A few weeks ago, some friends of mine entered into a contract to buy a house. They asked many questions and secured the best deal they could. When they took ownership and looked further into the house, they realized that they had “failed” to add a clause to the contract regarding any problems they encountered once they moved in.
Upon realizing their error, they began to engage in “regretful” thinking..
“Regretful” thinking involves thoughts which imply both that what you did was, in some way, wrong, inadequate, hurtful or damaging to you, the situation, or another person and that, by some unknown means, you could go back and change what you did.
Here are some examples of regretful thinking..
as in “We should have …”
If only ida’s…
as in “If only I had…”.
I wish I hada’s…
as in “I wish I had…..”
There are several maladaptive issues with regretful thinking..
Regretful thinking can be rather powerful because it has a veneer of truth to it.
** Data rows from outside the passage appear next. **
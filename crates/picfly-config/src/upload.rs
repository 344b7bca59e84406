use serde::{Deserialize, Serialize};

fn default_file_field() -> String {
    "file".to_string()
}

fn default_link_pointer() -> String {
    "/url".to_string()
}

fn default_timeout_seconds() -> u64 {
    30
}

/// Image host the captures and clipboard images are uploaded to
#[derive(Debug, Serialize, Deserialize, Clone)]
#[serde(default)]
pub struct UploadConfig {
    pub endpoint: String,
    /// Sent as a bearer token when not empty
    pub token: String,
    #[serde(default = "default_file_field")]
    pub file_field: String,
    /// JSON pointer to the public link in the host's response
    #[serde(default = "default_link_pointer")]
    pub link_pointer: String,
    #[serde(default = "default_timeout_seconds")]
    pub timeout_seconds: u64,
}

impl UploadConfig {
    /// Let a non-empty `PICFLY_UPLOAD_ENDPOINT` / `PICFLY_UPLOAD_TOKEN` win over the current values.
    pub fn apply_env(&mut self, lookup: impl Fn(&str) -> Option<String>) {
        let set = |key: &str| lookup(key).filter(|v| !v.trim().is_empty());
        if let Some(endpoint) = set("PICFLY_UPLOAD_ENDPOINT") {
            self.endpoint = endpoint;
        }
        if let Some(token) = set("PICFLY_UPLOAD_TOKEN") {
            self.token = token;
        }
    }
}

/// No endpoint and no token, nothing read from the environment
impl Default for UploadConfig {
    fn default() -> Self {
        Self {
            endpoint: String::new(),
            token: String::new(),
            file_field: default_file_field(),
            link_pointer: default_link_pointer(),
            timeout_seconds: default_timeout_seconds(),
        }
    }
}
Yes, if you had acted differently, the outcome would have been better. The main issue, however, is that you can’t go back and change what you did or did not do.
Secondly, depending on the emphasis you place on your regretful thoughts, other emotions will be elicited by those thought which could be problematic for you including:
- regret (I did something dumb and I can’t change it),
- sadness (I lost something important),
- shame (I’m really a bad, dumb, or worthless person),
- anxiety (My future will always be messed up.), or
- anger (that seller really screwed me).
The Emotions as Tools (EaT) Model informs you of the steps you need to take to deal with “regretful” thoughts and the emotions these thoughts elicit.
The EaT steps..
- Take a deep breath and a step back from the situation. This might involve taking a walk, putting the situation “on hold” for a moment, doing some other important task and so forth.
- Acknowledge and label the feeling you are experiencing and the message of each emotion. (Deal with only one emotion at a time.)
- “IWBNI” Explain to yourself that you did what you did (We’ll come back to this below with the BRR) and assertively invoke an IWBNI (It Would Be Nice If) you had acted differently. Viewing your situation through the lens of an IWBNI enables you to acknowledge both what you did (or did not) do and the actions you wish had done instead.
- BRR. Eliminate judgement by remembering (and applying) the BRR (Basic Relationship Rule) which states that everyone (including you) always does the Best they can (not the best possible) given their Model of the World (how they are perceiving, viewing or conceptualizing) what is going on in the moment and their Skill Sets (the tools, behaviors, abilities, emotions, knowledge) they bring to the situation. The BRR does not justify or excuse any action or inaction. It only helps to understand what took place and eliminate any personal condemnation. Any judgement of one’s actions, if appropriate can come later. So, if what you did was not what you have preferred to do, take a look at how you perceived your situation (your Model) and the tools you used to determine what actions you did take. Did you fail to fully understand what was going on or did you not use some tools to help you act differently than you did?
- Forgive Yourself. Forgiving involves letting go of any self-condemnation as in “I should have…”.
- Learn from the situation so that you can make a different decision in the future. This involves learning from the information you now have to be more aware in the future and make a different decision.
- Acceptance. Acknowledge that your situation is what it is, you’ve extracted whatever learning you can from it, and it is time to move on. In other words, “This, too, shall pass.”
My friends basically did all of the above. They finally decided that they would just have to live with their actions and “In time, it would pass.”